I’m sure many female chefs in the industry will agree and share the same sentiment. The second is Carolina Bazán, the chef of Bistro Ambrosia, an amazing restaurant ranked as one of the top 50 best restaurants in the world. The type of food she makes, the fusions, the way she presents the food and herself – I find it very relatable.
What have your biggest achievements been, over the past six months?
The team and I have been super busy crafting an all-new menu and revamping our signature Mystery Box experience. As things are slowly returning to normal, we saw an opportunity to get people excited about dining out again and we’re excited for everyone to try them. We have put together a new menu, which I personally curated with original dishes and a few from past finalists.
The Mystery Box, available daily, gives guests the opportunity to be adventurous and explore an array of exceptional dishes and flavours across a three, four or five-course menus. It’s such a unique concept, and you have to experience it!
What was your inspiration behind the MasterChef’s new menu? What’s your personal favourite dish and why?
A lot of the inspiration behind the new menu follows my own life experience and journey as a chef. I grew up in Venezuela, where I discovered my love of cooking and drew a big part of my inspiration from. Over the years in the industry, I have incorporated French, Asian and Middle Eastern flavours into my repertoire, which can clearly be seen in this new menu.
It’s difficult to pick a favourite, for obvious reasons, but I have to say, I love the Josper Grilled Pinsa. The dough is a mixture of flours, including rice and soy, making for a base that is lighter than traditional pizzas but still packed with flavour.
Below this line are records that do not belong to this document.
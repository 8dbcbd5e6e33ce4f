//! Playbook graphs: structure, ordering, activation and templates.

pub mod activation;
pub mod dag;
pub mod expr;
pub mod template;

pub use activation::{active_tasks, evaluate_requirement, is_active, is_task_active, playbook_view};
pub use dag::{playbook_graph, Graph};
pub use expr::ExprEvaluator;
pub use template::{kebab_case, unique_playbook_id, PlaybookTemplate, TemplateTask};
Topped with shallots, wild mushrooms, mozzarella, and truffle oil, it’s great as a shared dish or main.
What can guests expect from the new menu and revamped Mystery Box experience? How will this set MasterChef apart from the rest of the dining scene?
MasterChef is the perfect place in Dubai for guests to step outside of their comfort zone and try eclectic food, in an approachable way. We use familiar ingredients, in an unconventional way, ensuring we stay true to the brands ethos of ‘from the ordinary to extraordinary’ in order to create recognisable dishes with a MasterChef twist.
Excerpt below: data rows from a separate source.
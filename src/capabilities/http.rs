//! HTTP capability.
//!
//! The core never performs network I/O. It describes a request, the shell
//! executes it, and the outcome re-enters the update loop as an event. The
//! request is validated at construction so malformed URLs or headers fail at
//! the call site instead of inside a shell we do not control.

use std::time::Duration;

use crux_core::capability::{Capability, CapabilityContext, Operation};
use serde::{Deserialize, Serialize};
use thiserror::Error;
use url::Url;

pub const DEFAULT_TIMEOUT_MS: u64 = 30_000;
pub const MAX_REQUEST_BODY_BYTES: usize = 1024 * 1024;

#[derive(Debug, Clone, Copy, PartialEq, Eq, Serialize, Deserialize)]
pub enum HttpMethod {
    Get,
    Post,
    Patch,
    Delete,
}

impl HttpMethod {
    #[must_use]
    pub const fn as_str(self) -> &'static str {
        match self {
            Self::Get => "GET",
            Self::Post => "POST",
            Self::Patch => "PATCH",
            Self::Delete => "DELETE",
        }
    }

    #[must_use]
    pub const fn allows_body(self) -> bool {
        matches!(self, Self::Post | Self::Patch)
    }
}

#[derive(Debug, Clone, Error, Serialize, Deserialize, PartialEq, Eq)]
pub enum HttpError {
    #[error("invalid URL '{url}': {reason}")]
    InvalidUrl { url: String, reason: String },

    #[error("invalid header '{name}': {reason}")]
    InvalidHeader { name: String, reason: String },

    #[error("invalid request: {reason}")]
    InvalidRequest { reason: String },

    #[error("network error: {0}")]
    Network(String),

    #[error("timeout after {timeout_ms}ms")]
    Timeout { timeout_ms: u64 },

    #[error("request cancelled")]
    Cancelled,

    #[error("invalid response: {reason}")]
    InvalidResponse { reason: String },
}

impl HttpError {
    #[must_use]
    pub const fn is_retryable(&self) -> bool {
        matches!(self, Self::Network(_) | Self::Timeout { .. })
    }
}

#[derive(Debug, Clone, PartialEq, Eq, Serialize, Deserialize)]
pub struct HttpRequest {
    method: HttpMethod,
    url: String,
    headers: Vec<(String, String)>,
    body: Option<Vec<u8>>,
    timeout_ms: u64,
    request_id: String,
}

impl HttpRequest {
    pub fn new(method: HttpMethod, url: impl Into<String>) -> Result<Self, HttpError> {
        let url = url.into();
        validate_url(&url)?;
        Ok(Self {
            method,
            url,
            headers: Vec::new(),
            body: None,
            timeout_ms: DEFAULT_TIMEOUT_MS,
            request_id: uuid::Uuid::new_v4().to_string(),
        })
    }

    #[must_use]
    pub const fn method(&self) -> HttpMethod {
        self.method
    }

    #[must_use]
    pub fn url(&self) -> &str {
        &self.url
    }

    #[must_use]
    pub fn headers(&self) -> &[(String, String)] {
        &self.headers
    }

    #[must_use]
    pub fn header(&self, name: &str) -> Option<&str> {
        self.headers
            .iter()
            .find(|(n, _)| n.eq_ignore_ascii_case(name))
            .map(|(_, v)| v.as_str())
    }

    #[must_use]
    pub fn body(&self) -> Option<&[u8]> {
        self.body.as_deref()
    }

    #[must_use]
    pub const fn timeout_ms(&self) -> u64 {
        self.timeout_ms
    }

    #[must_use]
    pub fn request_id(&self) -> &str {
        &self.request_id
    }
}

fn validate_url(url: &str) -> Result<(), HttpError> {
    let invalid = |reason: String| HttpError::InvalidUrl {
        url: url.to_owned(),
        reason,
    };

    if url.trim().is_empty() {
        return Err(invalid("URL cannot be empty".to_owned()));
    }

    let parsed = Url::parse(url).map_err(|e| invalid(e.to_string()))?;

    match parsed.scheme() {
        "http" | "https" => {}
        other => return Err(invalid(format!("unsupported scheme '{other}'"))),
    }
    if parsed.host_str().is_none() {
        return Err(invalid("URL must have a host".to_owned()));
    }
    if !parsed.username().is_empty() || parsed.password().is_some() {
        return Err(invalid("credentials in URL are not allowed".to_owned()));
    }

    Ok(())
}

fn validate_header(name: &str, value: &str) -> Result<(), HttpError> {
    if name.is_empty() || !name.chars().all(|c| c.is_ascii_alphanumeric() || c == '-') {
        return Err(HttpError::InvalidHeader {
            name: name.to_owned(),
            reason: "header name must be non-empty ASCII".to_owned(),
        });
    }
    if value.chars().any(|c| c == '\r' || c == '\n' || c == '\0') {
        return Err(HttpError::InvalidHeader {
            name: name.to_owned(),
            reason: "header value contains control characters".to_owned(),
        });
    }
    Ok(())
}

#[derive(Debug, Clone, PartialEq, Eq, Serialize, Deserialize)]
pub enum HttpOperation {
    Execute(HttpRequest),
}

impl Operation for HttpOperation {
    type Output = HttpResult;
}

#[derive(Debug, Clone, PartialEq, Eq, Serialize, Deserialize)]
pub struct HttpResponse {
    status: u16,
    headers: Vec<(String, String)>,
    body: Vec<u8>,
}

impl HttpResponse {
    #[must_use]
    pub fn new(status: u16, headers: Vec<(String, String)>, body: Vec<u8>) -> Self {
        Self {
            status,
            headers,
            body,
        }
    }

    #[must_use]
    pub fn json_body<T: Serialize>(status: u16, value: &T) -> Self {
        let body = serde_json::to_vec(value).unwrap_or_default();
        Self::new(
            status,
            vec![("content-type".to_owned(), "application/json".to_owned())],
            body,
        )
    }

    #[must_use]
    pub const fn status(&self) -> u16 {
        self.status
    }

    #[must_use]
    pub const fn is_success(&self) -> bool {
        self.status >= 200 && self.status < 300
    }

    #[must_use]
    pub const fn is_client_error(&self) -> bool {
        self.status >= 400 && self.status < 500
    }

    #[must_use]
    pub const fn is_server_error(&self) -> bool {
        self.status >= 500 && self.status < 600
    }

    #[must_use]
    pub fn header(&self, name: &str) -> Option<&str> {
        self.headers
            .iter()
            .find(|(n, _)| n.eq_ignore_ascii_case(name))
            .map(|(_, v)| v.as_str())
    }

    #[must_use]
    pub fn body(&self) -> &[u8] {
        &self.body
    }

    pub fn json<T: serde::de::DeserializeOwned>(&self) -> Result<T, HttpError> {
        serde_json::from_slice(&self.body).map_err(|e| HttpError::InvalidResponse {
            reason: format!("failed to parse JSON body: {e}"),
        })
    }
}

pub type HttpResult = Result<HttpResponse, HttpError>;

pub struct Http<Ev> {
    context: CapabilityContext<HttpOperation, Ev>,
}

impl<Ev> Capability<Ev> for Http<Ev> {
    type Operation = HttpOperation;
    type MappedSelf<MappedEv> = Http<MappedEv>;

    fn map_event<F, NewEv>(&self, f: F) -> Self::MappedSelf<NewEv>
    where
        F: Fn(NewEv) -> Ev + Send + Sync + 'static,
        Ev: 'static,
        NewEv: 'static,
    {
        Http::new(self.context.map_event(f))
    }
}

impl<Ev> Http<Ev>
where
    Ev: 'static,
{
    #[must_use]
    pub fn new(context: CapabilityContext<HttpOperation, Ev>) -> Self {
        Self { context }
    }

    #[must_use]
    pub fn get(&self, url: impl Into<String>) -> RequestBuilder<'_, Ev> {
        self.builder(HttpMethod::Get, url)
    }

    #[must_use]
    pub fn post(&self, url: impl Into<String>) -> RequestBuilder<'_, Ev> {
        self.builder(HttpMethod::Post, url)
    }

    #[must_use]
    pub fn patch(&self, url: impl Into<String>) -> RequestBuilder<'_, Ev> {
        self.builder(HttpMethod::Patch, url)
    }

    #[must_use]
    pub fn delete(&self, url: impl Into<String>) -> RequestBuilder<'_, Ev> {
        self.builder(HttpMethod::Delete, url)
    }

    fn builder(&self, method: HttpMethod, url: impl Into<String>) -> RequestBuilder<'_, Ev> {
        RequestBuilder {
            http: self,
            request: HttpRequest::new(method, url),
        }
    }
}

pub struct RequestBuilder<'a, Ev> {
    http: &'a Http<Ev>,
    request: Result<HttpRequest, HttpError>,
}

impl<Ev> RequestBuilder<'_, Ev>
where
    Ev: 'static,
{
    #[must_use]
    pub fn header(mut self, name: impl Into<String>, value: impl Into<String>) -> Self {
        let name = name.into();
        let value = value.into();
        if let Ok(request) = &mut self.request {
            match validate_header(&name, &value) {
                Ok(()) => request.headers.push((name, value)),
                Err(e) => self.request = Err(e),
            }
        }
        self
    }

    #[must_use]
    pub fn json<T: Serialize>(mut self, value: &T) -> Self {
        if let Ok(request) = &mut self.request {
            if !request.method.allows_body() {
                let reason = format!("{} requests cannot carry a body", request.method.as_str());
                self.request = Err(HttpError::InvalidRequest { reason });
                return self;
            }
            match serde_json::to_vec(value) {
                Ok(body) if body.len() <= MAX_REQUEST_BODY_BYTES => {
                    request.body = Some(body);
                    request
                        .headers
                        .push(("Content-Type".to_owned(), "application/json".to_owned()));
                }
                Ok(body) => {
                    let reason = format!(
                        "request body of {} bytes exceeds the {MAX_REQUEST_BODY_BYTES} byte limit",
                        body.len()
                    );
                    self.request = Err(HttpError::InvalidRequest { reason });
                }
                Err(e) => {
                    let reason = format!("failed to serialize body: {e}");
                    self.request = Err(HttpError::InvalidRequest { reason });
                }
            }
        }
        self
    }

    #[must_use]
    pub fn timeout(mut self, timeout: Duration) -> Self {
        if let Ok(request) = &mut self.request {
            request.timeout_ms = u64::try_from(timeout.as_millis()).unwrap_or(u64::MAX);
        }
        self
    }

    /// Hand the request to the shell. The outcome — transport failure or a
    /// response of any status — comes back as the event `make_event` builds.
    /// A request that failed validation short-circuits to that same event.
    pub fn send<F>(self, make_event: F)
    where
        F: FnOnce(HttpResult) -> Ev + Send + 'static,
    {
        let context = self.http.context.clone();
        match self.request {
            Ok(request) => {
                let inner = context.clone();
                context.spawn(async move {
                    let result = inner
                        .request_from_shell(HttpOperation::Execute(request))
                        .await;
                    inner.update_app(make_event(result));
                });
            }
            Err(error) => {
                let inner = context.clone();
                context.spawn(async move {
                    inner.update_app(make_event(Err(error)));
                });
            }
        }
    }
}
For example, our Caesar Salad contains Chorizo crumbs instead of bacon, and it’s topped with Katsobushi, or bonito flakes, which plays with the seafood element, anchovies, in an Asian way.
What would you consider to be your standout dish, which guests would not be able to get anywhere else in Dubai?
Our approach to Beef Picanha is unique, not just in the region, but internationally. Firstly, it’s a cut that is not often seen in restaurants globally, but is extremely popular in South America, especially in Brazilian cuisine where it is prepared churrasco style.
We serve ours steak with chimichurri sauce, using clarified butter, not olive oil, for a more intensely creamy, buttery taste which compliments the Picanha nicely.